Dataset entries
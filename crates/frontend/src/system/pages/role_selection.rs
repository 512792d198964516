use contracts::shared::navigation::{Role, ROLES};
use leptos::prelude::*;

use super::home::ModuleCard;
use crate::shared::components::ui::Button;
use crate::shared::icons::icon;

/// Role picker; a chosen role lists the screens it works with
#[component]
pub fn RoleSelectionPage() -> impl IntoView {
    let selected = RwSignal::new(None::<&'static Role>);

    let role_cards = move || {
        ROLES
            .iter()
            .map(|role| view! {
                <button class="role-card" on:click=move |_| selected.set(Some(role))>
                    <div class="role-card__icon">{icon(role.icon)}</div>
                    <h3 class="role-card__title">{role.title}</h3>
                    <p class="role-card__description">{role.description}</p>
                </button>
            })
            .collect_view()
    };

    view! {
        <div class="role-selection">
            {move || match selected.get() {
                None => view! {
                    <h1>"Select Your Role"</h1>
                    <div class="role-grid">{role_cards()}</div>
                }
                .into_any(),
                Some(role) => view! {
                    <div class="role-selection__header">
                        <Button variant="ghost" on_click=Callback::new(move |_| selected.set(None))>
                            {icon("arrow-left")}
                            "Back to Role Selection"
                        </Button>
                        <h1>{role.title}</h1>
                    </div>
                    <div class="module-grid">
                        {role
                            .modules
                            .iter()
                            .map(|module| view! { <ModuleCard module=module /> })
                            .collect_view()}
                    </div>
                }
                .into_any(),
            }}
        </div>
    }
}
---
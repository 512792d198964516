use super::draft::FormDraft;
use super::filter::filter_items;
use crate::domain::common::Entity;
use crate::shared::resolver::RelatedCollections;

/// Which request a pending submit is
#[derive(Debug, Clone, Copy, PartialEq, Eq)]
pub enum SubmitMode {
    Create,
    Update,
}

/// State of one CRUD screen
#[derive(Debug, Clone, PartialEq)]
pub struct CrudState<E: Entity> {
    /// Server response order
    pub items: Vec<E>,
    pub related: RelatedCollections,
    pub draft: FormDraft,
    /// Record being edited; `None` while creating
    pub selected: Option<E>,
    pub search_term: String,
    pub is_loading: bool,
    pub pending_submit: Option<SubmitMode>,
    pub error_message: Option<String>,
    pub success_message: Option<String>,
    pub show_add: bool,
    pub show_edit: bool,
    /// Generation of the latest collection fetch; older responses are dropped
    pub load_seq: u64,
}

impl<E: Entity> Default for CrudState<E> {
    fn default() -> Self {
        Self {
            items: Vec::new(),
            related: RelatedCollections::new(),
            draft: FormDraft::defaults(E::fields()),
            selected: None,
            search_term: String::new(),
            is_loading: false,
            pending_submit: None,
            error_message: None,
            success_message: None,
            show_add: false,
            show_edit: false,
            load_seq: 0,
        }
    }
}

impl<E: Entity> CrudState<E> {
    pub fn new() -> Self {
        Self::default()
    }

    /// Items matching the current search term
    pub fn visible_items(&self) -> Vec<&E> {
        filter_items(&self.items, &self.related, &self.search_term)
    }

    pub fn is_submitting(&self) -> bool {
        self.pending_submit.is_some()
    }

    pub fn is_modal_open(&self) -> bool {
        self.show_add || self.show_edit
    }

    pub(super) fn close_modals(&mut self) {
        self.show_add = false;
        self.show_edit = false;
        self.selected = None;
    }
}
---
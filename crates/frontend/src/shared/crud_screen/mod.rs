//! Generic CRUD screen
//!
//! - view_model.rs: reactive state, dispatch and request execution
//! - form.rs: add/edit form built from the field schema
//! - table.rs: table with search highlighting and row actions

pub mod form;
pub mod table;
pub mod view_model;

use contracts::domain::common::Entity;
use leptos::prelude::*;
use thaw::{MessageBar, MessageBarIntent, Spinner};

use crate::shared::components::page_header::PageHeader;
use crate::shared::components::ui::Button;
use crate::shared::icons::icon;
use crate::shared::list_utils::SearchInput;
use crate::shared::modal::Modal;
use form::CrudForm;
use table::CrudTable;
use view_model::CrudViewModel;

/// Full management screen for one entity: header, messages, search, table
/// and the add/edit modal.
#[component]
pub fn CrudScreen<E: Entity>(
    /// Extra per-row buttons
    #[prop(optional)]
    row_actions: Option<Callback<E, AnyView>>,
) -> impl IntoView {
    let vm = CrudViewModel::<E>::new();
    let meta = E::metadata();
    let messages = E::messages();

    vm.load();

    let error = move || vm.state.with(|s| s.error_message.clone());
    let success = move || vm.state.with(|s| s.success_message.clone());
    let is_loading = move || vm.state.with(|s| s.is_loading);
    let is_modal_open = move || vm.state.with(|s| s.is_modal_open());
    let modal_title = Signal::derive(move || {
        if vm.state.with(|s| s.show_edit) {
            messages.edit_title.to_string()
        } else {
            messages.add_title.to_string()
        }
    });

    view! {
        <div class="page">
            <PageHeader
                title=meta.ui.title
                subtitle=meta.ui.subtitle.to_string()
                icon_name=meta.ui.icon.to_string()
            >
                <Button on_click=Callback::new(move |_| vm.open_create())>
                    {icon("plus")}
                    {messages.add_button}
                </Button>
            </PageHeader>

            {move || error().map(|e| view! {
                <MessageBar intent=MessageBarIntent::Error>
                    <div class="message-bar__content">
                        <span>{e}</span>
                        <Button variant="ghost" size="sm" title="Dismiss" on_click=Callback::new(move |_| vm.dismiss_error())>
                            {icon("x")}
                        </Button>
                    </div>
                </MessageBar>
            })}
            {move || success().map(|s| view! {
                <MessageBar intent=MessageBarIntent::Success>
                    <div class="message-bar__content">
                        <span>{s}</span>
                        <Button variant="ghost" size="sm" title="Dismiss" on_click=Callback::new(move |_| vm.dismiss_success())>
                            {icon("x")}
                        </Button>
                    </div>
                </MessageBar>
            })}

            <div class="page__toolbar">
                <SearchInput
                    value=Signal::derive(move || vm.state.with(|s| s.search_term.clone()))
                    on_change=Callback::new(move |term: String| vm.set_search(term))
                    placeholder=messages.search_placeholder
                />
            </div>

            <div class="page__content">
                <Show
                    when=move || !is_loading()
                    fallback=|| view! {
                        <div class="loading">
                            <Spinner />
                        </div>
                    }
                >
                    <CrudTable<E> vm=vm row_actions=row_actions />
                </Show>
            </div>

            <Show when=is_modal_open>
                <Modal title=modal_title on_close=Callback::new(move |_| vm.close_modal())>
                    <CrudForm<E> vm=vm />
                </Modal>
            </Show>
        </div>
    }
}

## Work to complete
Among the entries, how many lines hold the word "ModuleCard"? Please answer with only that number.

## Your solution
2